| Requirement |
In the records below, find the line with "repository 33c4a11c5c9d19ca" and the line with "entries in ascending". Print both exactly, along with every line between them, and no other line.

| Records to use |
>>
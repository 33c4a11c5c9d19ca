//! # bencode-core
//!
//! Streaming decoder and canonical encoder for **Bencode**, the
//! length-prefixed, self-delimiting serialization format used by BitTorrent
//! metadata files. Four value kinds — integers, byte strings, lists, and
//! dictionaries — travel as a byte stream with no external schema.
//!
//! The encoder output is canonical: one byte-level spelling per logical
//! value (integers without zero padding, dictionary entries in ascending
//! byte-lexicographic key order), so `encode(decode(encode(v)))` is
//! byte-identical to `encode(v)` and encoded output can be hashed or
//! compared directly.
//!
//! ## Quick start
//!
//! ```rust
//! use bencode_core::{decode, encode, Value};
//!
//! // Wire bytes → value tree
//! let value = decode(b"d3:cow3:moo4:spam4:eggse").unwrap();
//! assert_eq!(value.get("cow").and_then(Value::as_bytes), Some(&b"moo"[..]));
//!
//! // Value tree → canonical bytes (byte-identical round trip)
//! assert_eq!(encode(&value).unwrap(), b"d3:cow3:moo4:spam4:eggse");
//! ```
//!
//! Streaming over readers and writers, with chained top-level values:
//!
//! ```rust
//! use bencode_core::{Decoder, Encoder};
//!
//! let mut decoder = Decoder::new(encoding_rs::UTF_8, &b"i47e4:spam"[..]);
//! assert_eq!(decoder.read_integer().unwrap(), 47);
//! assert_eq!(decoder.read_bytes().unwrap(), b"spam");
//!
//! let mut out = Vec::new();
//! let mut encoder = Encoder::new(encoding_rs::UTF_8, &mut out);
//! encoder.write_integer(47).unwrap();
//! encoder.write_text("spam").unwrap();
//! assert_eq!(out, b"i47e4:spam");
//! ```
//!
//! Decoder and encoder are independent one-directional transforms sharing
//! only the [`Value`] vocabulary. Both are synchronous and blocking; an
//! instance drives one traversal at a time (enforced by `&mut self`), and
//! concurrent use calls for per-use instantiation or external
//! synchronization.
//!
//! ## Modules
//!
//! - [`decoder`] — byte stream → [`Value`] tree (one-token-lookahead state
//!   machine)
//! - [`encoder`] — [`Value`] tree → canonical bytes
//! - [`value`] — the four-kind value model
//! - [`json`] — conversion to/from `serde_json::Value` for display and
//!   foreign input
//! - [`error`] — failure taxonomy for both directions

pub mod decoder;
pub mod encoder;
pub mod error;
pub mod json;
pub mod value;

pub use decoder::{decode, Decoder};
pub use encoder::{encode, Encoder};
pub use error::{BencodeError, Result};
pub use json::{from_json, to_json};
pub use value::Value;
<<
>>
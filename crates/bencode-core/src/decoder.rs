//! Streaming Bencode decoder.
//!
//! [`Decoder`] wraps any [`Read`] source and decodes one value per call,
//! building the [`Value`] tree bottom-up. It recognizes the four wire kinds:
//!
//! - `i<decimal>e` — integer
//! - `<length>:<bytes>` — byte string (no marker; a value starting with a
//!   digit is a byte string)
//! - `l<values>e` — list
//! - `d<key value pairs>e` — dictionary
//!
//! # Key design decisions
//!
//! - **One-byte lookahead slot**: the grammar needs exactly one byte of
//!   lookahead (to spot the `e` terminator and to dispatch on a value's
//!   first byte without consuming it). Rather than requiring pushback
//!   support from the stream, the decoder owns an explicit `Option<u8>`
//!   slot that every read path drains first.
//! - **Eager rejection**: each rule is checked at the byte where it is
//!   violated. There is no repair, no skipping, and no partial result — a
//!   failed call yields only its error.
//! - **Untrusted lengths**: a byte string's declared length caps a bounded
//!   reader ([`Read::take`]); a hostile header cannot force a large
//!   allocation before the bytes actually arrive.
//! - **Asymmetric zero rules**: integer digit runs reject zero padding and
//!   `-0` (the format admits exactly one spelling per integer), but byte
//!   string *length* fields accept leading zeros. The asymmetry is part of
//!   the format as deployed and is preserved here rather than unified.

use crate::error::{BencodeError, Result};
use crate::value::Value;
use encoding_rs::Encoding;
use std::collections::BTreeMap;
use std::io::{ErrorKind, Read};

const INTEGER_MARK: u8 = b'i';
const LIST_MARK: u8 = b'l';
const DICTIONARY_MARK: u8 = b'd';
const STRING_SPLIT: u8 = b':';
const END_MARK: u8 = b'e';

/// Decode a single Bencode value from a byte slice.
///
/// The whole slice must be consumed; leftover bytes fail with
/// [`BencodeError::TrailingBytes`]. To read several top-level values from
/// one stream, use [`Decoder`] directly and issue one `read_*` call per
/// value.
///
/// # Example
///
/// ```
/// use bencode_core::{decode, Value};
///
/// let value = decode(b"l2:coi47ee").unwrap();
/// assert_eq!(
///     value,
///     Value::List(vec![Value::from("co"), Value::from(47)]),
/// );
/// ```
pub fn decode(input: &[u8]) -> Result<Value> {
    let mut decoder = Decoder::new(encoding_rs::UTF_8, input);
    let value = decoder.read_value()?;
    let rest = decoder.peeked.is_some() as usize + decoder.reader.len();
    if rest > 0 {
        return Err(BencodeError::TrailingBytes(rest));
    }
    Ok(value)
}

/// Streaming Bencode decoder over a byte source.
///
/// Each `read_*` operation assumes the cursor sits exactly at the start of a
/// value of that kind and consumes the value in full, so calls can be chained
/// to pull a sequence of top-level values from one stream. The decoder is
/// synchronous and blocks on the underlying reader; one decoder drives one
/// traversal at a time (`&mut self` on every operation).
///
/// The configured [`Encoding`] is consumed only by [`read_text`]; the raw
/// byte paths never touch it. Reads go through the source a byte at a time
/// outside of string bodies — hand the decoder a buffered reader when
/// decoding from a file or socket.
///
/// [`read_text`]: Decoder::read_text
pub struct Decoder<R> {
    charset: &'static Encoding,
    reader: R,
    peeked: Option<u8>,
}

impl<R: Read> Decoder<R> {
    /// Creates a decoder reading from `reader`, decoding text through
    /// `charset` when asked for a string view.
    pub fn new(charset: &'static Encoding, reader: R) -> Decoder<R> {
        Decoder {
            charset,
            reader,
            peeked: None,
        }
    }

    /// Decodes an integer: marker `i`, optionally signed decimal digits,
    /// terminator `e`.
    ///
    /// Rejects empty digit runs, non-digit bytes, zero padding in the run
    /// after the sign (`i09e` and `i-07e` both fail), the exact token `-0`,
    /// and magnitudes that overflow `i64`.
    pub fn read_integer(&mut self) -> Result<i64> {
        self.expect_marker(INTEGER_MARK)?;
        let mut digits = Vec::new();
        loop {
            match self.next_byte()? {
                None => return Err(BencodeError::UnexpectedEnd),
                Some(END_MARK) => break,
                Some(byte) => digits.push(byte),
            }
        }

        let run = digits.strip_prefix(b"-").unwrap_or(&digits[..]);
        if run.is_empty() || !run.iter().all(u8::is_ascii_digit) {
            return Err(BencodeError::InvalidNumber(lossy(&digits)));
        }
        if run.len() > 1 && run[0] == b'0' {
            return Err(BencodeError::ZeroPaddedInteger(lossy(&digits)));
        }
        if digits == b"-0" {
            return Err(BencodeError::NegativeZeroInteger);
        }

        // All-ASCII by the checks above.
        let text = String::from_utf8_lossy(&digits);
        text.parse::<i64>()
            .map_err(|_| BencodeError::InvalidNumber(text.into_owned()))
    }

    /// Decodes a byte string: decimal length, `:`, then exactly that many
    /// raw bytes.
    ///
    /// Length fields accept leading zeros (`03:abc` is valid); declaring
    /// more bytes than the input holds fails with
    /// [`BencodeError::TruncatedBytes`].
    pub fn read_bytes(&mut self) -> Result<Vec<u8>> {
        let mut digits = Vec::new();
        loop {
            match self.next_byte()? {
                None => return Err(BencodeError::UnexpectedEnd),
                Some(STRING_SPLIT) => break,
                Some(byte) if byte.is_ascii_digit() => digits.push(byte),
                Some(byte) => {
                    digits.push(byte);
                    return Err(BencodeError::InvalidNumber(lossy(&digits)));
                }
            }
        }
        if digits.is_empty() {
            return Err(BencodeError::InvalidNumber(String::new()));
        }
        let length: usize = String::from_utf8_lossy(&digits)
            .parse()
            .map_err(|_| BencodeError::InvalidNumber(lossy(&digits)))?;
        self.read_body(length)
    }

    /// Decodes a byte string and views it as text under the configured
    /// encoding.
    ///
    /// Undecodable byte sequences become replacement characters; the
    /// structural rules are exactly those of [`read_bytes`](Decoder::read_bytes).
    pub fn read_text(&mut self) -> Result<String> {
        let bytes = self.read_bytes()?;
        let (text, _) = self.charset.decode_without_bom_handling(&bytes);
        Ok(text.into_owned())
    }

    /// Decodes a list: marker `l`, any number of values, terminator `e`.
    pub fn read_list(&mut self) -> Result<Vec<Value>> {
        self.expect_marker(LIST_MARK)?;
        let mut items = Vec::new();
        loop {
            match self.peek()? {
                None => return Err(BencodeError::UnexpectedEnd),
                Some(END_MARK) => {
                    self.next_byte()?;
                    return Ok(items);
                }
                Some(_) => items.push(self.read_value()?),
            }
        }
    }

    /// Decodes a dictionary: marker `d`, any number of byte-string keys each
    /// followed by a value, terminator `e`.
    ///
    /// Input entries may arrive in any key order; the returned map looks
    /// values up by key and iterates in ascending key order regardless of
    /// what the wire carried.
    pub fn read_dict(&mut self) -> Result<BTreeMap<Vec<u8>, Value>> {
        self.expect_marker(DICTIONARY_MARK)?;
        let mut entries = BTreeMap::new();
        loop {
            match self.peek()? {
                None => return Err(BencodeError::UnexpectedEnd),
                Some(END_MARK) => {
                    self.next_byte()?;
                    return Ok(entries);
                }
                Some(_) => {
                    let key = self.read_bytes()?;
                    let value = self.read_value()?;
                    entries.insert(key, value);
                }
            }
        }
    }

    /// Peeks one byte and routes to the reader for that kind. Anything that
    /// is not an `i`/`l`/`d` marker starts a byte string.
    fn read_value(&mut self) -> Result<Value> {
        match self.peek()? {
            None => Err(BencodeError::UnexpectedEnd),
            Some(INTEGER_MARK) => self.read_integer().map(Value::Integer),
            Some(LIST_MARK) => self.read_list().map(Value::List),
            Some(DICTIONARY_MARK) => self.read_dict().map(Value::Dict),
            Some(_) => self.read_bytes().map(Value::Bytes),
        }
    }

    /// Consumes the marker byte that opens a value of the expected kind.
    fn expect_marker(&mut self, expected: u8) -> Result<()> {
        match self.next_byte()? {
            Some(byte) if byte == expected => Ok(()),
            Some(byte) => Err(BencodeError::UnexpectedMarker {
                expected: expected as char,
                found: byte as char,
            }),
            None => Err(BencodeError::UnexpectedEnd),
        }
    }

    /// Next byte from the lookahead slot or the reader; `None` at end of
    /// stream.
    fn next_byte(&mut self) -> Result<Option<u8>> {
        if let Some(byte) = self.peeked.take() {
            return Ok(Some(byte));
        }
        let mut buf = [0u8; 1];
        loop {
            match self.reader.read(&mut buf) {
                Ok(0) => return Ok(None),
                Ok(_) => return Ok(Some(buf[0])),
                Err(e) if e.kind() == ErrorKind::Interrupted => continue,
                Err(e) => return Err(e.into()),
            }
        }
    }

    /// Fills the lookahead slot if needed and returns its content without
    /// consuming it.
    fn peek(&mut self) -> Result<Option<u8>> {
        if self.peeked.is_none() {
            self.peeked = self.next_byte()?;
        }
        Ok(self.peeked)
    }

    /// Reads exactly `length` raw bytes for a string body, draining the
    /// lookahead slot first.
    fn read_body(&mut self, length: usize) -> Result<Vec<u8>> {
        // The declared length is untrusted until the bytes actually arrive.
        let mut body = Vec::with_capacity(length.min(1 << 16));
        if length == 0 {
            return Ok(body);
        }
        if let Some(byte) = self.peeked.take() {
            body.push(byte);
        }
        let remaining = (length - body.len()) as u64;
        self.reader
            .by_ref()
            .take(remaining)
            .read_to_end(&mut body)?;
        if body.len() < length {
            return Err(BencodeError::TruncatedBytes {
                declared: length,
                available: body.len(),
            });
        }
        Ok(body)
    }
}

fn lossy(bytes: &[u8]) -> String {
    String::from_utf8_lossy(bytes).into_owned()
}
<<
| Response box |
repository 33c4a11c5c9d19ca
//! # bencode-core
//!
//! Streaming decoder and canonical encoder for **Bencode**, the
//! length-prefixed, self-delimiting serialization format used by BitTorrent
//! metadata files. Four value kinds — integers, byte strings, lists, and
//! dictionaries — travel as a byte stream with no external schema.
//!
//! The encoder output is canonical: one byte-level spelling per logical
//! value (integers without zero padding, dictionary entries in ascending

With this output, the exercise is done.